Deer Hijakcs Minivan
WAYLAND, Michigan- An unwanted travel companion joined Ralph Long of Wayland and his fiancée as they were driving to the store. A 4-point buck was running north and leapt through the rear driver's side window and landed in the back of Long's Dodge Caravan, police said. Long looked in his rear view mirror and saw the animal trying to stand up. Fearing the deer would either attack or force him to drive somewhere he didn't want to go Long immediately stopped the vehicle in the middle of the road and he and his fiancée jumped out. When they opened the side sliding door the deer fell out onto the road after which the highway patrol arrived to dispatch the hitch hiker. "I was on my way to get my deer license but after this I figured I'd skip hunting this year," said Long.
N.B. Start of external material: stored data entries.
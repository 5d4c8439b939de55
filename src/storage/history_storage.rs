use std::io;
use std::path::{Path, PathBuf};

use bincode::config;
use compio::fs;
use snafu::prelude::*;
use tracing::{debug, info};

use crate::history::LocalHistory;

/// Storage location relative to the project root.
pub const DEFAULT_STORAGE_PATH: &str = ".lvcs/history.bin";

const FORMAT_VERSION: u32 = 1;
const DEFAULT_COMPRESSION_LEVEL: i32 = 3;

/// Reads and writes a whole history as one zstd-compressed bincode file.
///
/// The payload starts with a format version so that older files are
/// rejected instead of misread.
#[derive(Debug, Clone)]
pub struct HistoryStorage {
    path: PathBuf,
    compression_level: i32,
}

impl HistoryStorage {
    pub fn new(path: impl Into<PathBuf>) -> Self {
        HistoryStorage {
            path: path.into(),
            compression_level: DEFAULT_COMPRESSION_LEVEL,
        }
    }

    pub fn with_compression_level(mut self, compression_level: i32) -> Self {
        self.compression_level = compression_level;
        self
    }

    pub fn path(&self) -> &Path {
        &self.path
    }

    /// Loads the stored history, or an empty one when nothing was stored yet.
    pub async fn read(&self) -> Result<LocalHistory, StorageError> {
        debug!("Reading local history from {}", self.path.display());
        let bytes = match fs::read(&self.path).await {
            Ok(bytes) => bytes,
            Err(error) if error.kind() == io::ErrorKind::NotFound => {
                info!("No existing local history found, starting fresh");
                return Ok(LocalHistory::new());
            }
            Err(error) => {
                return Err(error).context(ReadSnafu {
                    path: self.path.clone(),
                });
            }
        };

        let history = Self::decode(&bytes)?;
        debug!(
            "Read local history with {} change sets",
            history.change_list().len()
        );
        Ok(history)
    }

    pub async fn write(&self, history: &LocalHistory) -> Result<(), StorageError> {
        if let Some(parent) = self.path.parent() {
            fs::create_dir_all(parent).await.context(WriteSnafu {
                path: self.path.clone(),
            })?;
        }

        let bytes = self.encode(history)?;
        let length = bytes.len();
        let result = fs::write(&self.path, bytes).await;
        result.0.context(WriteSnafu {
            path: self.path.clone(),
        })?;

        debug!("Wrote {} bytes to {}", length, self.path.display());
        Ok(())
    }

    pub fn encode(&self, history: &LocalHistory) -> Result<Vec<u8>, StorageError> {
        let encoded = bincode::encode_to_vec((FORMAT_VERSION, history), config::standard())
            .context(EncodeSnafu)?;
        zstd::encode_all(encoded.as_slice(), self.compression_level).context(CompressSnafu)
    }

    pub fn decode(bytes: &[u8]) -> Result<LocalHistory, StorageError> {
        let encoded = zstd::decode_all(bytes).context(DecompressSnafu)?;

        let (version, offset): (u32, usize) =
            bincode::decode_from_slice(&encoded, config::standard()).context(DecodeSnafu)?;
        ensure!(
            version == FORMAT_VERSION,
            UnsupportedVersionSnafu { version }
        );

        let (history, _): (LocalHistory, usize) =
            bincode::decode_from_slice(&encoded[offset..], config::standard())
                .context(DecodeSnafu)?;
        Ok(history)
    }
}

#[derive(Debug, Snafu)]
pub enum StorageError {
    #[snafu(display("Failed to read local history from {}", path.display()))]
    ReadError { path: PathBuf, source: io::Error },
    #[snafu(display("Failed to write local history to {}", path.display()))]
    WriteError { path: PathBuf, source: io::Error },
    #[snafu(display("Failed to encode local history"))]
    EncodeError {
        source: bincode::error::EncodeError,
    },
    #[snafu(display("Failed to decode local history"))]
    DecodeError {
        source: bincode::error::DecodeError,
    },
    #[snafu(display("Failed to compress local history"))]
    CompressError { source: io::Error },
    #[snafu(display("Failed to decompress local history"))]
    DecompressError { source: io::Error },
    #[snafu(display("Local history format version {} is not supported", version))]
    UnsupportedVersionError { version: u32 },
}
"Junior Is Not Going To Miss His Deer"
HOT SPRINGS, Arkansas- Some hunters follow the rules, some hunters bend the rules, but Jerry Kutchnik throws out the rules and says "My boy is going to bag a deer before the age of ten and I don't care what kind of weapon it takes to get him there. When he gets older, or if we get him that eye surgery deal, I'll make Junior use something a little more sportin' but right now I'm giving him something he just can't miss with." The local office of the ATF has been contacted by neighbors and is looking into the matter.